» **WORK INSTRUCTION**: Look through the lines below, find those with the word "return", and copy them.

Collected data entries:
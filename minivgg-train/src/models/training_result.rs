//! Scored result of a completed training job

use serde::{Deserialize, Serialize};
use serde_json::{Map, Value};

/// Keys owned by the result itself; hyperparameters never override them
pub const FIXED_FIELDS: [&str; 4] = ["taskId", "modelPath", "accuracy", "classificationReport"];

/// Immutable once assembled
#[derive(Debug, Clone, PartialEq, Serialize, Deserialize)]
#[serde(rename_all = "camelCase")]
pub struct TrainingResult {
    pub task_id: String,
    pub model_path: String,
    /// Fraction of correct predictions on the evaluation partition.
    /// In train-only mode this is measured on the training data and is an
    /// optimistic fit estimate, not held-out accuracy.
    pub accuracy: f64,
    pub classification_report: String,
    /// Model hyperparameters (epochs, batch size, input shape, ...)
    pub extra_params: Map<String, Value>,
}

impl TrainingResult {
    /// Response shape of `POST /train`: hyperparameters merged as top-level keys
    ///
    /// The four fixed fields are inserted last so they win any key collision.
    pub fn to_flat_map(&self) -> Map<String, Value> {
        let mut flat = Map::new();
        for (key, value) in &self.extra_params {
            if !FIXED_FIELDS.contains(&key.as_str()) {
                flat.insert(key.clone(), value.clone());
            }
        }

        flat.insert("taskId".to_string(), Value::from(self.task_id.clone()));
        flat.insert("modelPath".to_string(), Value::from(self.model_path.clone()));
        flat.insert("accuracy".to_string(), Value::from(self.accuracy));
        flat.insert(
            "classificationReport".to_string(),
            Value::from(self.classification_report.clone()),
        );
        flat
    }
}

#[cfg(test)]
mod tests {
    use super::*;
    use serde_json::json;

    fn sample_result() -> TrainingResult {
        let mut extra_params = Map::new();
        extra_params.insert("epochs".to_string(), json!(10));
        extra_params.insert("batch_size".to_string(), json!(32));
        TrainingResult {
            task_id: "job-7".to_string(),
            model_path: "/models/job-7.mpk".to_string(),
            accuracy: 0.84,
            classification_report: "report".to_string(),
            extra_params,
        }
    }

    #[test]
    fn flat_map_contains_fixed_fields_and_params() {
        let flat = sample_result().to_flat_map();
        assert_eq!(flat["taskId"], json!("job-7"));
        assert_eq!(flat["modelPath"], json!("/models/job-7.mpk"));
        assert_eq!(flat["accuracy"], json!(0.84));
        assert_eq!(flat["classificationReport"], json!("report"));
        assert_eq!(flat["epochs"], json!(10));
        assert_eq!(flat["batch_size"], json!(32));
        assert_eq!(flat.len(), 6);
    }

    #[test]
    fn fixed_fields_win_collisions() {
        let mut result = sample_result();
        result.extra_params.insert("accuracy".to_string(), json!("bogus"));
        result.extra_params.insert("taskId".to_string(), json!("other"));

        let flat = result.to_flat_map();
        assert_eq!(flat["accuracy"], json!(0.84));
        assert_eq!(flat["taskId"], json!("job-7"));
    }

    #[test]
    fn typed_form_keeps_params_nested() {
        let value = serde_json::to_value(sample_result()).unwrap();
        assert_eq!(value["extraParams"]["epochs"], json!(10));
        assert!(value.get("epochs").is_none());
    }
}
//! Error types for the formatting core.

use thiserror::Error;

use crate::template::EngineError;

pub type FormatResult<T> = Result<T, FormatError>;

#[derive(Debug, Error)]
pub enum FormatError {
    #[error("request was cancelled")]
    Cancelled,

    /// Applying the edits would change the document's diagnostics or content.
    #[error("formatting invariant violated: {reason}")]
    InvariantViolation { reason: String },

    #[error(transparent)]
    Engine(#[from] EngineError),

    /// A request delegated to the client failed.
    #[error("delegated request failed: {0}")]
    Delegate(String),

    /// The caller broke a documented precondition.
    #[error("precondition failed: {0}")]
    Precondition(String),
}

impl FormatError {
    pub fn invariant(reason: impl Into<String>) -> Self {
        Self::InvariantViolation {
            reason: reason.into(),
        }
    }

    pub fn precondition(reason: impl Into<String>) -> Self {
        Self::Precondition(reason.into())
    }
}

--

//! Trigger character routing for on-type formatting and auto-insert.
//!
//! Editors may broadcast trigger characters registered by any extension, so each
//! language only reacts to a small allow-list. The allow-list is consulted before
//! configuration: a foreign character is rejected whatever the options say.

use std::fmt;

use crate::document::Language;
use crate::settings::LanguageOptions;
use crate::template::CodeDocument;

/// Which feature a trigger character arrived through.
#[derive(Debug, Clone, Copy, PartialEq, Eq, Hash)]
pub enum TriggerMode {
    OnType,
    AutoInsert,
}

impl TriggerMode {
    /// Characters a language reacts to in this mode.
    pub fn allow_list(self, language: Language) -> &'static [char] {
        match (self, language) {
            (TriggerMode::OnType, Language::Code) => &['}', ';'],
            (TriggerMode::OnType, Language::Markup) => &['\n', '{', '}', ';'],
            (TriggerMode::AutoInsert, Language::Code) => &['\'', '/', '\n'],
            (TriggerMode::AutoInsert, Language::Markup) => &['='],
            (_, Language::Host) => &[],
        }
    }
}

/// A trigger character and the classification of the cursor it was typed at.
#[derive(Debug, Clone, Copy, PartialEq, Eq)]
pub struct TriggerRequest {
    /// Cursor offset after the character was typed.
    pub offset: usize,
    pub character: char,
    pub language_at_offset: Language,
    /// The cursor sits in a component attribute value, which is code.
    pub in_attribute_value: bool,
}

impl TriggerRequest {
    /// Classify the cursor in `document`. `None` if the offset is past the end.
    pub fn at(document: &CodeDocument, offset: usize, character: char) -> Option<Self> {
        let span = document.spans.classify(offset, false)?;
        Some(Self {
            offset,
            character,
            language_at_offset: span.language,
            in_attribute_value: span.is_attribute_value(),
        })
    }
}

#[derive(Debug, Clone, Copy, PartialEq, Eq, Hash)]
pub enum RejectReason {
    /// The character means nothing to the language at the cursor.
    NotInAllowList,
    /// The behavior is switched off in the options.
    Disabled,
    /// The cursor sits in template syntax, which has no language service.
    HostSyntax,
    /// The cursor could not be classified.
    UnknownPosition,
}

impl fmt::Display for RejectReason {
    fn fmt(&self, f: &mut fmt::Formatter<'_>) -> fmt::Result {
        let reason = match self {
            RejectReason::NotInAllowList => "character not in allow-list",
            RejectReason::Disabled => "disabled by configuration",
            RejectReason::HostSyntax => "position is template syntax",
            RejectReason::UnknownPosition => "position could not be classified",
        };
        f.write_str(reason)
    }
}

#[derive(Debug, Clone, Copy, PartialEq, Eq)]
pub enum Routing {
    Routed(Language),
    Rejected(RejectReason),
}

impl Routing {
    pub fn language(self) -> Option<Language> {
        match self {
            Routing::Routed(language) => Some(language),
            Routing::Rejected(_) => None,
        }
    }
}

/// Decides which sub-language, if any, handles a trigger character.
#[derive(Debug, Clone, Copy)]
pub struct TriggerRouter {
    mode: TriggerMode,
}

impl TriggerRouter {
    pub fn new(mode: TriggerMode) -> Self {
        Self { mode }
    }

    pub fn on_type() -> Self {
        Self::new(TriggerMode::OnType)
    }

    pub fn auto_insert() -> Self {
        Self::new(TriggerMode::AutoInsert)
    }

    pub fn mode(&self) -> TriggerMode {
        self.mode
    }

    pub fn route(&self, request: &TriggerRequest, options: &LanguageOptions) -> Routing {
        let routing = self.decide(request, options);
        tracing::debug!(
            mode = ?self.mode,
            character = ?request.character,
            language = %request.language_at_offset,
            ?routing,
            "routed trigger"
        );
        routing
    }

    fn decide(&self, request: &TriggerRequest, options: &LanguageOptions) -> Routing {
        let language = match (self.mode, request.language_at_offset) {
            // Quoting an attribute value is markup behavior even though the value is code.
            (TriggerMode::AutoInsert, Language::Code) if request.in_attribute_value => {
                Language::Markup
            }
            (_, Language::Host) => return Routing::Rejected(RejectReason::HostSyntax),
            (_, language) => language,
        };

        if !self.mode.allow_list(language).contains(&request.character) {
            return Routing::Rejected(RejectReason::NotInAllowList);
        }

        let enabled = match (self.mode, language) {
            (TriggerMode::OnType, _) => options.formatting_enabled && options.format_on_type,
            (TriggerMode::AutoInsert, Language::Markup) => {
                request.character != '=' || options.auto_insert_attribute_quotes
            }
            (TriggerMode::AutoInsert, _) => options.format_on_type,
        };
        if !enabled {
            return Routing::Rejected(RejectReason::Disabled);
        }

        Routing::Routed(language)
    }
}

» **EXERCISE RESULT**:
            (_, Language::Host) => return Routing::Rejected(RejectReason::HostSyntax),
            return Routing::Rejected(RejectReason::NotInAllowList);
            return Routing::Rejected(RejectReason::Disabled);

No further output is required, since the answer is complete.